Get it? Thus, the rotating loop produces an oscillatory flux; if you plot its values, you will trace a sine wave. This creates an oscillating voltage in the wire, causing electrons to move and bang: you have alternating current. You just created a generator! This is called electrical induction.
Now you can strengthen this by replacing a single loop of wrapped wire with a coil containing many, many loops. Oh, and it also works the other way around: instead of rotating a coil in a stationary magnetic field, you can rotate magnets around a stationary coil. Only relative movement matters.
Spin it
As you can see, almost all methods of generating electricity come down to a magnet and a coil of wire. We just need a way to rotate one or the other. For this purpose we have several options. If you place huge blades on a rotor and expose it to the wind, the collision of air particles with the blades will create torque and rotate the shaft. It’s a wind turbine. You can also put turbines in a huge dam and operate the flowing water to turn them – that’s hydropower.

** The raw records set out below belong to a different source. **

//! Ordered intermediate stops with one search field each

use std::collections::{HashMap, HashSet};
use std::fmt;
use std::sync::Arc;

use domain::{DomainError, GeocodeCandidate, Waypoint, WaypointId};
use tokio::sync::watch;
use tracing::debug;

use super::debounced_search::{DebouncedSearch, SearchSettings, SearchSnapshot};
use crate::ports::GeocodingPort;

/// Ordered waypoints and the search state of each, keyed by waypoint id
///
/// At most one waypoint (the active one) shows candidates at a time.
pub struct WaypointList {
    geocoder: Arc<dyn GeocodingPort>,
    settings: SearchSettings,
    waypoints: Vec<Waypoint>,
    searches: HashMap<WaypointId, DebouncedSearch>,
    active: Option<WaypointId>,
}

impl fmt::Debug for WaypointList {
    fn fmt(&self, f: &mut fmt::Formatter<'_>) -> fmt::Result {
        f.debug_struct("WaypointList")
            .field("waypoints", &self.waypoints)
            .field("active", &self.active)
            .finish_non_exhaustive()
    }
}

impl WaypointList {
    /// Create an empty list whose fields search with `settings`
    pub fn new(geocoder: Arc<dyn GeocodingPort>, settings: SearchSettings) -> Self {
        Self {
            geocoder,
            settings,
            waypoints: Vec::new(),
            searches: HashMap::new(),
            active: None,
        }
    }

    /// Append an empty, unresolved waypoint
    pub fn add(&mut self) -> WaypointId {
        let waypoint = Waypoint::new();
        let id = waypoint.id;
        self.searches.insert(
            id,
            DebouncedSearch::new(Arc::clone(&self.geocoder), self.settings.clone()),
        );
        self.waypoints.push(waypoint);
        debug!(%id, count = self.waypoints.len(), "Waypoint added");
        id
    }

    /// Set the label typed into a waypoint and search for it
    ///
    /// A changed label drops the waypoint's previous position.
    pub fn update_label(&mut self, id: WaypointId, text: &str) -> Result<(), DomainError> {
        self.get_mut(id)?.set_label(text);
        self.activate(id);
        if let Some(search) = self.searches.get(&id) {
            search.update_query(text);
        }
        Ok(())
    }

    /// Make a waypoint the one whose candidates are shown
    pub fn focus(&mut self, id: WaypointId) -> Result<(), DomainError> {
        self.get(id).ok_or_else(|| not_found(id))?;
        self.activate(id);
        Ok(())
    }

    /// Resolve a waypoint from one of its candidates and close its list
    pub fn select_candidate(
        &mut self,
        id: WaypointId,
        candidate: &GeocodeCandidate,
    ) -> Result<(), DomainError> {
        self.get_mut(id)?.resolve(candidate);
        if let Some(search) = self.searches.get(&id) {
            search.dismiss();
        }
        if self.active == Some(id) {
            self.active = None;
        }
        Ok(())
    }

    /// Delete a waypoint and its search state; unknown ids are ignored
    pub fn remove(&mut self, id: WaypointId) -> bool {
        let before = self.waypoints.len();
        self.waypoints.retain(|w| w.id != id);
        self.searches.remove(&id);
        if self.active == Some(id) {
            self.active = None;
        }
        before != self.waypoints.len()
    }

    /// Replace the order wholesale
    ///
    /// `order` must be a permutation of the current ids; anything else is
    /// rejected and the current order kept.
    pub fn reorder(&mut self, order: &[WaypointId]) -> Result<(), DomainError> {
        if order.len() != self.waypoints.len() {
            return Err(DomainError::ValidationError(format!(
                "reorder lists {} waypoints, expected {}",
                order.len(),
                self.waypoints.len()
            )));
        }
        let mut seen = HashSet::with_capacity(order.len());
        for id in order {
            if !seen.insert(*id) {
                return Err(DomainError::ValidationError(format!(
                    "waypoint {id} listed twice"
                )));
            }
            if self.get(*id).is_none() {
                return Err(not_found(*id));
            }
        }

        let mut by_id: HashMap<WaypointId, Waypoint> =
            self.waypoints.drain(..).map(|w| (w.id, w)).collect();
        self.waypoints = order.iter().filter_map(|id| by_id.remove(id)).collect();
        Ok(())
    }

    /// Waypoints in route order
    pub fn waypoints(&self) -> &[Waypoint] {
        &self.waypoints
    }

    pub fn get(&self, id: WaypointId) -> Option<&Waypoint> {
        self.waypoints.iter().find(|w| w.id == id)
    }

    pub fn len(&self) -> usize {
        self.waypoints.len()
    }

    pub fn is_empty(&self) -> bool {
        self.waypoints.is_empty()
    }

    /// Id of the waypoint currently showing candidates
    pub const fn active(&self) -> Option<WaypointId> {
        self.active
    }

    /// Candidates of the active waypoint, if any
    pub fn active_candidates(&self) -> Option<(WaypointId, Vec<GeocodeCandidate>)> {
        let id = self.active?;
        let search = self.searches.get(&id)?;
        Some((id, search.results()))
    }

    /// Search state of one waypoint
    pub fn search_snapshot(&self, id: WaypointId) -> Option<SearchSnapshot> {
        self.searches.get(&id).map(DebouncedSearch::snapshot)
    }

    /// Receive search state changes of one waypoint
    pub fn subscribe(&self, id: WaypointId) -> Option<watch::Receiver<SearchSnapshot>> {
        self.searches.get(&id).map(DebouncedSearch::subscribe)
    }

    /// Wait until no waypoint has a pending or running lookup
    pub async fn settled(&self) {
        for search in self.searches.values() {
            search.settled().await;
        }
    }

    fn get_mut(&mut self, id: WaypointId) -> Result<&mut Waypoint, DomainError> {
        self.waypoints
            .iter_mut()
            .find(|w| w.id == id)
            .ok_or_else(|| not_found(id))
    }

    fn activate(&mut self, id: WaypointId) {
        if self.active == Some(id) {
            return;
        }
        for (other, search) in &self.searches {
            if *other != id {
                search.dismiss();
            }
        }
        self.active = Some(id);
    }
}

fn not_found(id: WaypointId) -> DomainError {
    DomainError::not_found("Waypoint", id.to_string())
}

#[cfg(test)]
mod tests {
    use std::time::Duration;

    use domain::GeoPoint;

    use super::*;
    use crate::ports::MockGeocodingPort;

    fn list_with(mock: MockGeocodingPort) -> WaypointList {
        let settings = SearchSettings {
            min_query_chars: 3,
            ..SearchSettings::default()
        };
        WaypointList::new(Arc::new(mock), settings)
    }

    fn echo_mock() -> MockGeocodingPort {
        let mut mock = MockGeocodingPort::new();
        mock.expect_search().returning(|query, _| {
            Ok(vec![GeocodeCandidate::new(query, GeoPoint::paris())])
        });
        mock
    }

    fn dijon() -> GeocodeCandidate {
        GeocodeCandidate::new("Dijon", GeoPoint::new(47.322, 5.0415).unwrap())
    }

    #[tokio::test]
    async fn add_appends_unresolved_waypoints() {
        let mut list = list_with(MockGeocodingPort::new());
        let a = list.add();
        let b = list.add();

        let ids: Vec<_> = list.waypoints().iter().map(|w| w.id).collect();
        assert_eq!(ids, [a, b]);
        assert!(list.waypoints().iter().all(|w| !w.is_resolved()));
    }

    #[tokio::test]
    async fn removed_ids_are_never_reused() {
        let mut list = list_with(MockGeocodingPort::new());
        let a = list.add();
        assert!(list.remove(a));
        let b = list.add();
        assert_ne!(a, b);
        assert!(list.get(a).is_none());
        assert!(list.search_snapshot(a).is_none());
    }

    #[tokio::test]
    async fn remove_unknown_id_is_noop() {
        let mut list = list_with(MockGeocodingPort::new());
        list.add();
        assert!(!list.remove(WaypointId::new()));
        assert_eq!(list.len(), 1);
    }

    #[tokio::test(start_paused = true)]
    async fn select_candidate_resolves_and_closes_list() {
        let mut list = list_with(echo_mock());
        let id = list.add();

        list.update_label(id, "Dijon").unwrap();
        list.settled().await;
        assert_eq!(list.active_candidates().unwrap().1.len(), 1);

        list.select_candidate(id, &dijon()).unwrap();
        let waypoint = list.get(id).unwrap();
        assert_eq!(waypoint.label, "Dijon");
        assert!(waypoint.is_resolved());
        assert!(list.active_candidates().is_none());
        assert!(list.search_snapshot(id).unwrap().results.is_empty());
    }

    #[tokio::test(start_paused = true)]
    async fn short_label_clears_without_lookup() {
        let mut mock = MockGeocodingPort::new();
        mock.expect_search().times(0);
        let mut list = list_with(mock);
        let id = list.add();

        list.update_label(id, "Di").unwrap();
        tokio::time::sleep(Duration::from_secs(1)).await;

        assert!(list.search_snapshot(id).unwrap().is_idle());
        assert_eq!(list.get(id).unwrap().label, "Di");
    }

    #[tokio::test(start_paused = true)]
    async fn focusing_one_waypoint_closes_the_others() {
        let mut list = list_with(echo_mock());
        let a = list.add();
        let b = list.add();

        list.update_label(a, "Dijon").unwrap();
        list.settled().await;
        assert_eq!(list.active(), Some(a));

        list.focus(b).unwrap();
        assert_eq!(list.active(), Some(b));
        assert!(list.search_snapshot(a).unwrap().results.is_empty());
    }

    #[tokio::test]
    async fn unknown_ids_are_reported() {
        let mut list = list_with(MockGeocodingPort::new());
        let missing = WaypointId::new();
        assert!(matches!(
            list.update_label(missing, "Dijon"),
            Err(DomainError::NotFound { .. })
        ));
        assert!(list.focus(missing).is_err());
        assert!(list.select_candidate(missing, &dijon()).is_err());
    }

    #[tokio::test]
    async fn reorder_applies_permutation() {
        let mut list = list_with(MockGeocodingPort::new());
        let a = list.add();
        let b = list.add();
        let c = list.add();

        list.reorder(&[c, a, b]).unwrap();
        let ids: Vec<_> = list.waypoints().iter().map(|w| w.id).collect();
        assert_eq!(ids, [c, a, b]);
    }

    #[tokio::test]
    async fn reorder_rejects_dropped_duplicated_or_foreign_ids() {
        let mut list = list_with(MockGeocodingPort::new());
        let a = list.add();
        let b = list.add();

        assert!(list.reorder(&[a]).is_err());
        assert!(list.reorder(&[a, a]).is_err());
        assert!(list.reorder(&[a, WaypointId::new()]).is_err());

        let ids: Vec<_> = list.waypoints().iter().map(|w| w.id).collect();
        assert_eq!(ids, [a, b]);
    }

    #[tokio::test(start_paused = true)]
    async fn reorder_keeps_search_state_with_its_waypoint() {
        let mut list = list_with(echo_mock());
        let a = list.add();
        let b = list.add();

        list.update_label(b, "Beaune").unwrap();
        list.settled().await;
        list.reorder(&[b, a]).unwrap();

        let (active, candidates) = list.active_candidates().unwrap();
        assert_eq!(active, b);
        assert_eq!(candidates[0].display_name, "Beaune");
    }
}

You can also boil water and operate the steam to drive turbines. In fact, this is what most power plants do, usually burning fossil fuels for heat. It could be coal, oil or natural gas, it’s the same technology. You can also tap into underground heat and operate it to generate steam – yes, that’s geothermal energy.
In fact, that’s how nuclear power works: you take a ponderous element like uranium and split it into smaller atoms, which creates energy to heat water and run steam turbines. Yes, the only difference between a coal-fired power plant and a nuclear power plant is how the water is boiled. You thought it was more complicated, right?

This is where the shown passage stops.